> _Assignment_: Please write out the listing below again in its exact form.
----------------------------------------
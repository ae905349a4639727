//! Blocks and the key-to-block inverted index.

use std::collections::{BTreeSet, HashMap};

use serde::{Deserialize, Serialize};

use crate::collection::{EntityId, ResolutionKind};
use crate::error::{EntwineError, Result};
use crate::merge::merge_keyed;

/// The set of entities sharing one blocking key.
///
/// `side1` holds global ids from the first collection, `side2` ids from the
/// second (always empty under Dirty resolution). A block only ever grows:
/// merging unions id sets, removal belongs to external cleaning stages.
#[derive(Debug, Clone, Default, PartialEq, Eq)]
pub struct Block {
    /// Global ids from the first collection.
    pub side1: BTreeSet<EntityId>,
    /// Global ids from the second collection (Clean-Clean only).
    pub side2: BTreeSet<EntityId>,
}

impl Block {
    /// Creates an empty block.
    #[must_use]
    pub fn new() -> Self {
        Self::default()
    }

    /// Number of comparisons this block induces.
    ///
    /// Dirty resolution pairs `side1` entities among themselves; Clean-Clean
    /// resolution pairs each `side1` entity with each `side2` entity, never
    /// two entities of the same side.
    #[must_use]
    pub fn cardinality(&self, kind: ResolutionKind) -> u64 {
        match kind {
            ResolutionKind::Dirty => {
                let n = self.side1.len() as u64;
                n * n.saturating_sub(1) / 2
            }
            ResolutionKind::CleanClean => self.side1.len() as u64 * self.side2.len() as u64,
        }
    }

    /// Total number of entities in the block.
    #[must_use]
    pub fn size(&self) -> usize {
        self.side1.len() + self.side2.len()
    }
}

/// Unions two blocks, id set by id set.
///
/// Associative, commutative, and idempotent, which is what makes a merged
/// index independent of partition count and completion order.
#[must_use]
pub fn union(mut left: Block, right: Block) -> Block {
    left.side1.extend(right.side1);
    left.side2.extend(right.side2);
    left
}

/// Statistics reported by an index merge.
#[derive(Debug, Clone, Copy, Default, Serialize, Deserialize)]
pub struct MergeStats {
    /// Keys in the target index before the merge.
    pub keys_before: usize,
    /// Keys installed because they were new to the target.
    pub keys_added: usize,
    /// Keys in the target index after the merge.
    pub keys_after: usize,
}

/// Inverted index from blocking key to block.
///
/// Tagged with the resolution kind it was built under. Merging validates
/// the tag once per incoming index, before any key is touched; the remaining
/// payload-shape confusions (say, a pruned neighbor structure where a token
/// index belongs) are unrepresentable in the type system.
#[derive(Debug, Clone, PartialEq, Eq)]
pub struct BlockIndex {
    kind: ResolutionKind,
    blocks: HashMap<String, Block>,
}

impl BlockIndex {
    /// Creates an empty index for the given resolution kind.
    #[must_use]
    pub fn new(kind: ResolutionKind) -> Self {
        Self { kind, blocks: HashMap::new() }
    }

    /// Resolution kind this index was built under.
    #[must_use]
    pub fn kind(&self) -> ResolutionKind {
        self.kind
    }

    /// Number of distinct blocking keys.
    #[must_use]
    pub fn len(&self) -> usize {
        self.blocks.len()
    }

    /// Returns `true` if the index holds no blocks.
    #[must_use]
    pub fn is_empty(&self) -> bool {
        self.blocks.is_empty()
    }

    /// Block stored under `key`, if any.
    #[must_use]
    pub fn get(&self, key: &str) -> Option<&Block> {
        self.blocks.get(key)
    }

    /// Block stored under `key`, created empty on first access.
    pub fn entry(&mut self, key: String) -> &mut Block {
        self.blocks.entry(key).or_default()
    }

    /// Iterates keys and blocks in arbitrary order.
    pub fn iter(&self) -> impl Iterator<Item = (&str, &Block)> {
        self.blocks.iter().map(|(key, block)| (key.as_str(), block))
    }

    /// Total comparisons induced across all blocks.
    #[must_use]
    pub fn total_cardinality(&self) -> u64 {
        self.blocks.values().map(|block| block.cardinality(self.kind)).sum()
    }

    /// Merges `incoming` into this index, unioning blocks key by key.
    ///
    /// The resolution-kind tags must agree; the check runs once, before the
    /// key loop begins.
    pub fn merge(&mut self, incoming: BlockIndex) -> Result<MergeStats> {
        if incoming.kind != self.kind {
            return Err(EntwineError::TypeMismatch {
                expected: format!("{} block index", self.kind),
                found: format!("{} block index", incoming.kind),
            });
        }
        let keys_before = self.blocks.len();
        merge_keyed(&mut self.blocks, incoming.blocks, union);
        let keys_after = self.blocks.len();
        Ok(MergeStats { keys_before, keys_added: keys_after - keys_before, keys_after })
    }
}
----------------------------------------
> _The completed task_:
repository ae905349a4639727
//! Blocks and the key-to-block inverted index.

use std::collections::{BTreeSet, HashMap};

use serde::{Deserialize, Serialize};

use crate::collection::{EntityId, ResolutionKind};
use crate::error::{EntwineError, Result};
use crate::merge::merge_keyed;

/// The set of entities sharing one blocking key.
///
/// `side1` holds global ids from the first collection, `side2` ids from the
/// second (always empty under Dirty resolution). A block only ever grows:
/// merging unions id sets, removal belongs to external cleaning stages.
#[derive(Debug, Clone, Default, PartialEq, Eq)]
pub struct Block {
    /// Global ids from the first collection.
    pub side1: BTreeSet<EntityId>,
    /// Global ids from the second collection (Clean-Clean only).
    pub side2: BTreeSet<EntityId>,
}

impl Block {
    /// Creates an empty block.
    #[must_use]
    pub fn new() -> Self {
        Self::default()
    }

    /// Number of comparisons this block induces.
    ///
    /// Dirty resolution pairs `side1` entities among themselves; Clean-Clean
    /// resolution pairs each `side1` entity with each `side2` entity, never
    /// two entities of the same side.
    #[must_use]
    pub fn cardinality(&self, kind: ResolutionKind) -> u64 {
        match kind {
            ResolutionKind::Dirty => {
                let n = self.side1.len() as u64;
                n * n.saturating_sub(1) / 2
            }
            ResolutionKind::CleanClean => self.side1.len() as u64 * self.side2.len() as u64,
        }
    }

    /// Total number of entities in the block.
    #[must_use]
    pub fn size(&self) -> usize {
        self.side1.len() + self.side2.len()
    }
}

/// Unions two blocks, id set by id set.
///
/// Associative, commutative, and idempotent, which is what makes a merged
/// index independent of partition count and completion order.
#[must_use]
pub fn union(mut left: Block, right: Block) -> Block {
    left.side1.extend(right.side1);
    left.side2.extend(right.side2);
    left
}

/// Statistics reported by an index merge.
#[derive(Debug, Clone, Copy, Default, Serialize, Deserialize)]
pub struct MergeStats {
    /// Keys in the target index before the merge.
    pub keys_before: usize,
    /// Keys installed because they were new to the target.
    pub keys_added: usize,
    /// Keys in the target index after the merge.
    pub keys_after: usize,
}

/// Inverted index from blocking key to block.
///
/// Tagged with the resolution kind it was built under. Merging validates
/// the tag once per incoming index, before any key is touched; the remaining
/// payload-shape confusions (say, a pruned neighbor structure where a token
/// index belongs) are unrepresentable in the type system.
#[derive(Debug, Clone, PartialEq, Eq)]
pub struct BlockIndex {
    kind: ResolutionKind,
    blocks: HashMap<String, Block>,
}

impl BlockIndex {
    /// Creates an empty index for the given resolution kind.
    #[must_use]
    pub fn new(kind: ResolutionKind) -> Self {
        Self { kind, blocks: HashMap::new() }
    }

    /// Resolution kind this index was built under.
    #[must_use]
    pub fn kind(&self) -> ResolutionKind {
        self.kind
    }

    /// Number of distinct blocking keys.
    #[must_use]
    pub fn len(&self) -> usize {
        self.blocks.len()
    }

    /// Returns `true` if the index holds no blocks.
    #[must_use]
    pub fn is_empty(&self) -> bool {
        self.blocks.is_empty()
    }

    /// Block stored under `key`, if any.
    #[must_use]
    pub fn get(&self, key: &str) -> Option<&Block> {
        self.blocks.get(key)
    }

    /// Block stored under `key`, created empty on first access.
    pub fn entry(&mut self, key: String) -> &mut Block {
        self.blocks.entry(key).or_default()
    }

    /// Iterates keys and blocks in arbitrary order.
    pub fn iter(&self) -> impl Iterator<Item = (&str, &Block)> {
        self.blocks.iter().map(|(key, block)| (key.as_str(), block))
    }

    /// Total comparisons induced across all blocks.
    #[must_use]
    pub fn total_cardinality(&self) -> u64 {
        self.blocks.values().map(|block| block.cardinality(self.kind)).sum()
    }

    /// Merges `incoming` into this index, unioning blocks key by key.
    ///
    /// The resolution-kind tags must agree; the check runs once, before the
    /// key loop begins.
    pub fn merge(&mut self, incoming: BlockIndex) -> Result<MergeStats> {
        if incoming.kind != self.kind {
            return Err(EntwineError::TypeMismatch {
                expected: format!("{} block index", self.kind),
                found: format!("{} block index", incoming.kind),
            });
        }
        let keys_before = self.blocks.len();
        merge_keyed(&mut self.blocks, incoming.blocks, union);
        let keys_after = self.blocks.len();
        Ok(MergeStats { keys_before, keys_added: keys_after - keys_before, keys_after })
    }
}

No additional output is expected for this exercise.